> [Task brief] A single number is required: how many lines of the listing below include the word "DateTime".

> [Data under study]

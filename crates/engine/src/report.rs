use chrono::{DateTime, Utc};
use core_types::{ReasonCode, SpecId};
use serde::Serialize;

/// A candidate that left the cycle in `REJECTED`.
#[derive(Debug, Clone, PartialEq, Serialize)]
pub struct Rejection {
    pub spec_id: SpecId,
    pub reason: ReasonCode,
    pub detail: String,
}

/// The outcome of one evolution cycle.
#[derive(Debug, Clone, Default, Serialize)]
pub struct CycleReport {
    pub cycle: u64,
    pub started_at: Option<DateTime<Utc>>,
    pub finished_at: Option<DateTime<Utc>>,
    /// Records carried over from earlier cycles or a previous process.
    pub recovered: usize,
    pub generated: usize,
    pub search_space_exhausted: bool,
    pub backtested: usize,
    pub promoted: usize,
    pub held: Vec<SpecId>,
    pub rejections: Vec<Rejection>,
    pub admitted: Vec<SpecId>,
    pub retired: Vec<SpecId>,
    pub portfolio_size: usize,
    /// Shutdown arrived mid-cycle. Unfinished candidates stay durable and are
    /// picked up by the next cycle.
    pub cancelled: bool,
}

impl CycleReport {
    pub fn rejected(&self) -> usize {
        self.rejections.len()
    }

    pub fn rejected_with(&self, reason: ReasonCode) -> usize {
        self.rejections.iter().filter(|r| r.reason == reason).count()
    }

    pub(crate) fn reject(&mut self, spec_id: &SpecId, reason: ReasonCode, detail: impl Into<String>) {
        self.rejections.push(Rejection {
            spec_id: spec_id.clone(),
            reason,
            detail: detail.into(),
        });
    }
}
...
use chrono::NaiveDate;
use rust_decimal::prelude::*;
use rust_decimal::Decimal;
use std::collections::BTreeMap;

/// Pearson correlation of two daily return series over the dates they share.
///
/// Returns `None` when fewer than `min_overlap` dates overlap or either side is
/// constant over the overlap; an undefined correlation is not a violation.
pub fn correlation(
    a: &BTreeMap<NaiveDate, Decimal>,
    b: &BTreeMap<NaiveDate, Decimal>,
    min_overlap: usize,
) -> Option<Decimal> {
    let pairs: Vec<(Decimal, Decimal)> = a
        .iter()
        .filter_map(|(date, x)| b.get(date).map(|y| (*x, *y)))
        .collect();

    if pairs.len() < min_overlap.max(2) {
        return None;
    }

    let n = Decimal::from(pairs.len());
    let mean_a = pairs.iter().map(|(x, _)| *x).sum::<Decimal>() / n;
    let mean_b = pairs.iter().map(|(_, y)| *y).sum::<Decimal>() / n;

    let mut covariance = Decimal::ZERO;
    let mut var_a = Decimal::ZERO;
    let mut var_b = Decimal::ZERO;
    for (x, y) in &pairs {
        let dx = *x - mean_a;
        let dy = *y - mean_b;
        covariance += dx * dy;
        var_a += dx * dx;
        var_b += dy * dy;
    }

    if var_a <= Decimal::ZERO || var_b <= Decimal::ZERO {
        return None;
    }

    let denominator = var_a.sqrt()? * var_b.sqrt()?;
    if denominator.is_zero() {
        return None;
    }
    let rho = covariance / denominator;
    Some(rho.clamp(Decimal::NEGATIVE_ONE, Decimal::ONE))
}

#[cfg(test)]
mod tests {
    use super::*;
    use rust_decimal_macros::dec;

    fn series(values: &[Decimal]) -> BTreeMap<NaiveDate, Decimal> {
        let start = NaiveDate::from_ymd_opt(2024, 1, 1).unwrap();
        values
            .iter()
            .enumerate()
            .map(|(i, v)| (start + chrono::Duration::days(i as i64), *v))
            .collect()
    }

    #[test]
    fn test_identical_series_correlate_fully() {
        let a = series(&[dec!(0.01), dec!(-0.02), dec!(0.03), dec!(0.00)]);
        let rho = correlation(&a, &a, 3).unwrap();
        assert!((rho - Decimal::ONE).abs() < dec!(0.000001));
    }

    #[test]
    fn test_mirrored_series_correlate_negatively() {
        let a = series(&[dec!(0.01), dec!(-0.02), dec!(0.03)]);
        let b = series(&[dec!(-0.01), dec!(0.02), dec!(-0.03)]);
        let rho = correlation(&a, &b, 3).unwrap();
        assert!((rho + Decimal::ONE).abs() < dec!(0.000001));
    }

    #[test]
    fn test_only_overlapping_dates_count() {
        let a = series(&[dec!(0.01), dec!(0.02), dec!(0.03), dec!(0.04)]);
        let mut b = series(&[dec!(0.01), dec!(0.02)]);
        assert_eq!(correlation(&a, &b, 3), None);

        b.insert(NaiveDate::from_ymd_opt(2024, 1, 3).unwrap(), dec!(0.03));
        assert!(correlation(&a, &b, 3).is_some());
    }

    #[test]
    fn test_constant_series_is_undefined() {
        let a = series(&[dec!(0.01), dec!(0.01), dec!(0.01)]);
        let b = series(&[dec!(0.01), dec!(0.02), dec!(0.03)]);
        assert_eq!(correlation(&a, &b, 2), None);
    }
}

> [Answer space] 3